The only way to regain legitimacy is to organize elections. These can be held at the departmental level for local offices, including ASEC and CASEC, with mayors serving as deputies at the national level to form a legitimate legislative body. These elections should be held in all ten departments. However, if security prevents full participation in some communes, they should proceed wherever possible. What we have seen is that waiting for the perfect conditions has only prolonged the paralysis and created a new norm of governance through transitions.

These elections must also be managed by local and departmental electoral councils, not by the centralized body in Port-au-Prince, which has shown its limits and incapacity.

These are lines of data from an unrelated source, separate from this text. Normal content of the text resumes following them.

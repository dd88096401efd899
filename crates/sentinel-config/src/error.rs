//! Error types for sentinel-config

use serde::{Deserialize, Serialize};
use thiserror::Error;

/// Error codes for configuration errors
#[derive(Debug, Clone, Copy, PartialEq, Eq, Serialize, Deserialize)]
#[serde(rename_all = "SCREAMING_SNAKE_CASE")]
pub enum ConfigErrorCode {
    FileNotFound,
    InvalidYaml,
    MissingField,
    InvalidValue,
    IoError,
}

impl std::fmt::Display for ConfigErrorCode {
    fn fmt(&self, f: &mut std::fmt::Formatter<'_>) -> std::fmt::Result {
        match self {
            ConfigErrorCode::FileNotFound => write!(f, "FILE_NOT_FOUND"),
            ConfigErrorCode::InvalidYaml => write!(f, "INVALID_YAML"),
            ConfigErrorCode::MissingField => write!(f, "MISSING_FIELD"),
            ConfigErrorCode::InvalidValue => write!(f, "INVALID_VALUE"),
            ConfigErrorCode::IoError => write!(f, "IO_ERROR"),
        }
    }
}

/// Severity levels
#[derive(Debug, Clone, Copy, PartialEq, Eq, Serialize, Deserialize)]
#[serde(rename_all = "lowercase")]
pub enum ConfigErrorSeverity {
    Warning,
    Error,
}

impl std::fmt::Display for ConfigErrorSeverity {
    fn fmt(&self, f: &mut std::fmt::Formatter<'_>) -> std::fmt::Result {
        match self {
            ConfigErrorSeverity::Warning => write!(f, "warning"),
            ConfigErrorSeverity::Error => write!(f, "error"),
        }
    }
}

/// Detailed error information shown to the operator
#[derive(Debug, Clone, Serialize, Deserialize)]
pub struct ConfigErrorDetails {
    pub code: ConfigErrorCode,
    pub message: String,
    /// Field path (for field-specific errors)
    #[serde(skip_serializing_if = "Option::is_none")]
    pub field: Option<String>,
    #[serde(skip_serializing_if = "Vec::is_empty")]
    pub suggestions: Vec<String>,
}

impl ConfigErrorDetails {
    pub fn new(code: ConfigErrorCode, message: String) -> Self {
        Self {
            code,
            message,
            field: None,
            suggestions: vec![],
        }
    }

    pub fn with_field(mut self, field: String) -> Self {
        self.field = Some(field);
        self
    }

    pub fn with_suggestion(mut self, suggestion: String) -> Self {
        self.suggestions.push(suggestion);
        self
    }
}

impl std::fmt::Display for ConfigErrorDetails {
    fn fmt(&self, f: &mut std::fmt::Formatter<'_>) -> std::fmt::Result {
        write!(f, "[{}] {}", self.code, self.message)?;
        if let Some(ref field) = self.field {
            write!(f, "\nField: {}", field)?;
        }
        if !self.suggestions.is_empty() {
            write!(f, "\nSuggestions:")?;
            for suggestion in &self.suggestions {
                write!(f, "\n  - {}", suggestion)?;
            }
        }
        Ok(())
    }
}

/// Configuration error type
#[derive(Error, Debug)]
pub enum ConfigError {
    #[error("File not found: {path}")]
    FileNotFound { path: String },

    #[error("Invalid YAML format")]
    InvalidYaml,

    #[error("Missing required field: {field}")]
    MissingField { field: String },

    #[error("Invalid field value: {field} - {reason}")]
    InvalidValue { field: String, reason: String },

    #[error("IO error occurred")]
    IoError,
}

impl ConfigError {
    /// Get the error code
    pub fn code(&self) -> ConfigErrorCode {
        match self {
            ConfigError::FileNotFound { .. } => ConfigErrorCode::FileNotFound,
            ConfigError::InvalidYaml => ConfigErrorCode::InvalidYaml,
            ConfigError::MissingField { .. } => ConfigErrorCode::MissingField,
            ConfigError::InvalidValue { .. } => ConfigErrorCode::InvalidValue,
            ConfigError::IoError => ConfigErrorCode::IoError,
        }
    }

    /// A missing file is recoverable (the binary falls back to defaults)
    pub fn severity(&self) -> ConfigErrorSeverity {
        match self {
            ConfigError::FileNotFound { .. } => ConfigErrorSeverity::Warning,
            _ => ConfigErrorSeverity::Error,
        }
    }

    /// Convert to detailed error info
    pub fn to_details(&self) -> ConfigErrorDetails {
        let details = ConfigErrorDetails::new(self.code(), self.to_string());

        match self {
            ConfigError::FileNotFound { .. } => details
                .with_suggestion("Use --config to point at an existing file.".to_string())
                .with_suggestion("Run with --print-config to get a starting template.".to_string()),
            ConfigError::InvalidYaml => details.with_suggestion(
                "Compare your file with the output of --print-config.".to_string(),
            ),
            ConfigError::MissingField { field } => details
                .with_field(field.clone())
                .with_suggestion(format!("Add the '{}' field to your config file.", field)),
            ConfigError::InvalidValue { field, reason } => details
                .with_field(field.clone())
                .with_suggestion(reason.clone()),
            ConfigError::IoError => details,
        }
    }
}

/// Result type with ConfigError
pub type ConfigResult<T> = Result<T, ConfigError>;

#[cfg(test)]
mod tests {
    use super::*;

    #[test]
    fn test_config_error_code_display() {
        assert_eq!(ConfigErrorCode::InvalidYaml.to_string(), "INVALID_YAML");
        assert_eq!(ConfigErrorCode::MissingField.to_string(), "MISSING_FIELD");
    }

    #[test]
    fn test_config_error_severity() {
        let error = ConfigError::FileNotFound { path: "sentinel.yaml".to_string() };
        assert_eq!(error.severity(), ConfigErrorSeverity::Warning);
        assert_eq!(ConfigError::InvalidYaml.severity(), ConfigErrorSeverity::Error);
    }

    #[test]
    fn test_config_error_details() {
        let error = ConfigError::InvalidValue {
            field: "feed.capacity".to_string(),
            reason: "Capacity must be greater than 0".to_string(),
        };
        let details = error.to_details();
        assert_eq!(details.code, ConfigErrorCode::InvalidValue);
        assert_eq!(details.field.as_deref(), Some("feed.capacity"));
        assert!(details.to_string().contains("Suggestions:"));
    }
}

To tackle the center, authority must be rebuilt in the periphery first, in places where people live, organize, and survive.

This rebuilding cannot happen from Port-au-Prince. It requires the moun andeyò in both senses, those in the rural interior and those abroad, working in coordination. Haitians abroad, together, we make up the majority of the population.

This approach is not new. For much of Haiti’s history, presidents were selected by representative bodies when direct elections were impossible. Alexandre Pétion was elected by the Senate in 1807. Jean-Pierre Boyer was elected by the legislature in 1818. In 1946, Dumarsais Estimé was chosen by the National Assembly. These moments were imperfect, but legitimacy flowed through representative institutions when popular elections were not possible.

We should return to this method and, in many ways, start from the beginning. Once a legitimate legislative body is formed through departmental elections, it can elect a president. This would not be a permanent solution, but it could create the political space needed to convene a national conference to establish a new, much-needed social contract and long-term governance.

A Nation Still at War with Itself

The demon Dessalines warned us about has taken many forms over two centuries. The faces have changed, but the structure that concentrates power and excludes the many has endured. Independence did not fail because Haitians lacked courage, but because a system built on hierarchy and exclusion was allowed to survive it.

Dessalines understood that freedom meant little if those whose fathers were in Africa ended up with nothing. Two centuries later, his warning still stands. The division he identified, along the lines of color and class, has never been resolved. It has simply learned to present itself in the language of order, stability, and prudence, even as it continues to deny the majority land, opportunity, and authority.

If this demon is not confronted now, February 7 will not mark a transition but the opening of a more dangerous chapter, not only for Haiti but also for those who believe this crisis can be managed without confronting the division at its heart. And once again, the cost will be borne by those Dessalines warned would be left with nothing.